Tag Query. A₂ adaptively chooses the tuple (ID, $m$) and submits it to C for querying the tag of the data block $m$ generated by the ID. C runs Tag-Gen algorithm to generate the tag of data block $m$ and sends it to A₂.

Forge: Finally, A2 outputs a forged tag $\sigma$ for the $m$ with the identity $ID$.

If the forged tag $\sigma$ is valid after the above queries, then A₂ wins the game.

Definition 3.

A CL-PGSDP scheme is secure against adaptive impersonation and forging tag attacks if any PPT adversary A (A₁ or A₂) who plays the above games with the challenger C has only negligible probability $\epsilon$ of winning the games, that is,

$$\mathrm{Pr}(A_{win})\le \epsilon$$

in which the probability $\epsilon$ is taken over all coin tosses made by A and C.

Game 3: This game is played by challenger C and adversary A₃ who aims to forge the data integrity proof to cheat the TPA. A₃ is regarded as the untrusted CSP. From the Definition 3, we know that it is hard to forge the tag of single data block. Thus, we will focus on the issue of whether A₃ can forge the integrity proof without correct data to pass the challenge.

Setup: Challenger C runs the Setup algorithm to obtain the system parameters $params$, the master secret key $msk$, and partial private key for all users, and only forwards $params$ to the adversary A₃.

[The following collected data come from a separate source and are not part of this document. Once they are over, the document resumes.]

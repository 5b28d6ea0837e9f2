//! Loading/error/data triad driving a lookup frontend.

use crate::{
    model::{CityQuery, Weather},
    provider::WeatherProvider,
};

/// State of the current (or last) search.
///
/// `search` is the only intended writer: a fresh attempt is observable as
/// `loading == true` with `error` and `data` cleared, and resolution
/// leaves exactly one of them set. Overlapping searches on separate state
/// values are last-writer-wins; a single value cannot overlap because
/// `search` takes `&mut self`.
#[derive(Debug, Default)]
pub struct SearchState {
    pub loading: bool,
    pub error: Option<String>,
    pub data: Option<Weather>,
}

impl SearchState {
    pub fn new() -> Self {
        Self::default()
    }

    /// Run one lookup against `provider`, updating the triad in place.
    ///
    /// An empty or whitespace-only city short-circuits with the
    /// validation message and leaves `loading` and `data` untouched; no
    /// request is issued.
    pub async fn search(&mut self, provider: &dyn WeatherProvider, city: &str) {
        let query = match CityQuery::new(city) {
            Ok(query) => query,
            Err(err) => {
                self.error = Some(err.to_string());
                return;
            }
        };

        self.loading = true;
        self.error = None;
        self.data = None;

        match provider.current_weather(&query).await {
            Ok(weather) => self.data = Some(weather),
            Err(err) => self.error = Some(err.to_string()),
        }

        self.loading = false;
    }
}
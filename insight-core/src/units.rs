/// Convert an absolute temperature in Kelvin to Celsius, rounded to one
/// decimal place.
///
/// Rounding happens on the scaled value (`f64::round`, half away from
/// zero), so `300.0 K` comes out as `26.9` and `287.0 K` as `13.9`. Pure
/// and total for finite input.
pub fn to_celsius(kelvin: f64) -> f64 {
    ((kelvin - 273.15) * 10.0).round() / 10.0
}

#[cfg(test)]
mod tests {
    use super::*;

    #[test]
    fn freezing_point_is_zero() {
        assert_eq!(to_celsius(273.15), 0.0);
    }

    #[test]
    fn rounds_to_one_decimal() {
        assert_eq!(to_celsius(300.0), 26.9);
        assert_eq!(to_celsius(287.0), 13.9);
    }

    #[test]
    fn exact_values_pass_through() {
        assert_eq!(to_celsius(288.15), 15.0);
        assert_eq!(to_celsius(283.15), 10.0);
    }

    #[test]
    fn below_freezing() {
        assert_eq!(to_celsius(263.15), -10.0);
    }
}
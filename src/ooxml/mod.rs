//! Office Open XML (OOXML) format implementation.
//!
//! The module is organized into two layers:
//!
//! 1. **OPC Layer** (`opc`): low-level package handling (ZIP members,
//!    relationships, content types, part-preserving rewrites)
//! 2. **Word** (`docx`): the WordprocessingML reader, writer, editor and
//!    template engine
//!
//! # Example: Working with Word Documents
//!
//! ```rust,no_run
//! use wordkit::ooxml::docx::Package;
//!
//! let pkg = Package::open("document.docx")?;
//! let doc = pkg.document()?;
//! println!("Document contains {} body nodes", doc.len());
//! # Ok::<(), Box<dyn std::error::Error>>(())
//! ```
pub mod docx;
pub mod opc;

pub use opc::{PackageWriter, PhysPkgReader};
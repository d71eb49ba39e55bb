//! Wordkit - a WordprocessingML (.docx) engine
//!
//! This library reads and writes Word documents and offers three operations
//! that work on packages directly.
//!
//! # Features
//!
//! - **Reader**: Parse a .docx into an ordered tree of paragraphs, headings,
//!   list items and tables, with core properties
//! - **Writer**: Serialize a document tree into a minimal, valid package
//! - **Raw editor**: Literal find/replace across the Word XML parts, leaving
//!   every other archive member byte-for-byte intact
//! - **Diff**: Paragraph-level LCS comparison with unified-diff output
//! - **Templates**: `{{name}}` substitution that repairs placeholders Word has
//!   split across formatting runs
//!
//! # Example - Reading a DOCX file
//!
//! ```no_run
//! use wordkit::Package;
//!
//! # fn main() -> Result<(), Box<dyn std::error::Error>> {
//! let pkg = Package::open("document.docx")?;
//! let doc = pkg.document()?;
//!
//! println!("Title: {:?}", doc.metadata.title);
//! for node in &doc.nodes {
//!     println!("[{:?}] {}", node.kind(), node.text());
//! }
//! # Ok(())
//! # }
//! ```
//!
//! # Example - Writing a document
//!
//! ```no_run
//! use wordkit::ooxml::docx::{Document, Heading, Paragraph};
//!
//! # fn main() -> Result<(), Box<dyn std::error::Error>> {
//! let doc = Document::new()
//!     .with_node(Heading::new(1, "Quarterly report"))
//!     .with_node(Paragraph::new("Revenue grew."));
//! std::fs::write("report.docx", wordkit::write(&doc)?)?;
//! # Ok(())
//! # }
//! ```
//!
//! # Example - Filling a template
//!
//! ```no_run
//! use std::collections::HashMap;
//!
//! # fn main() -> Result<(), Box<dyn std::error::Error>> {
//! let bytes = std::fs::read("letter.docx")?;
//! for var in wordkit::extract_variables(&bytes)? {
//!     println!("needs {}", var.name);
//! }
//!
//! let values = HashMap::from([("name".to_string(), "Alice".to_string())]);
//! let out = wordkit::TemplateEngine::new().apply(&bytes, &values)?;
//! std::fs::write("letter-alice.docx", out.bytes)?;
//! # Ok(())
//! # }
//! ```
//!
//! # Example - Comparing revisions
//!
//! ```no_run
//! # fn main() -> Result<(), Box<dyn std::error::Error>> {
//! let v1 = wordkit::parse(&std::fs::read("v1.docx")?)?;
//! let v2 = wordkit::parse(&std::fs::read("v2.docx")?)?;
//! print!("{}", wordkit::diff_documents(&v1, &v2, 3).to_unified());
//! # Ok(())
//! # }
//! ```

pub mod common;
pub mod diff;
pub mod ooxml;

pub use common::{Error, Metadata, Result};
pub use diff::{DiffOptions, DiffResult, diff_documents, diff_paragraphs};
pub use ooxml::docx::{
    Document, DocumentWriter, EditOutcome, Node, Package, TemplateEngine, TemplateOptions,
    WriterOptions, edit_bytes, edit_file, extract_variables, parse, parse_file, write,
};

Tag Queries: A₃ adaptively chooses the tuple (ID, m) and sends it to C for querying the tag of data block m. C runs the algorithm Tag-Gen to generate the tag of m and returns it to A_3.

Challenge: C makes a random challenge $chal$ to A₃ and requests A₃ to provide the corresponding data possession proof for $chal$.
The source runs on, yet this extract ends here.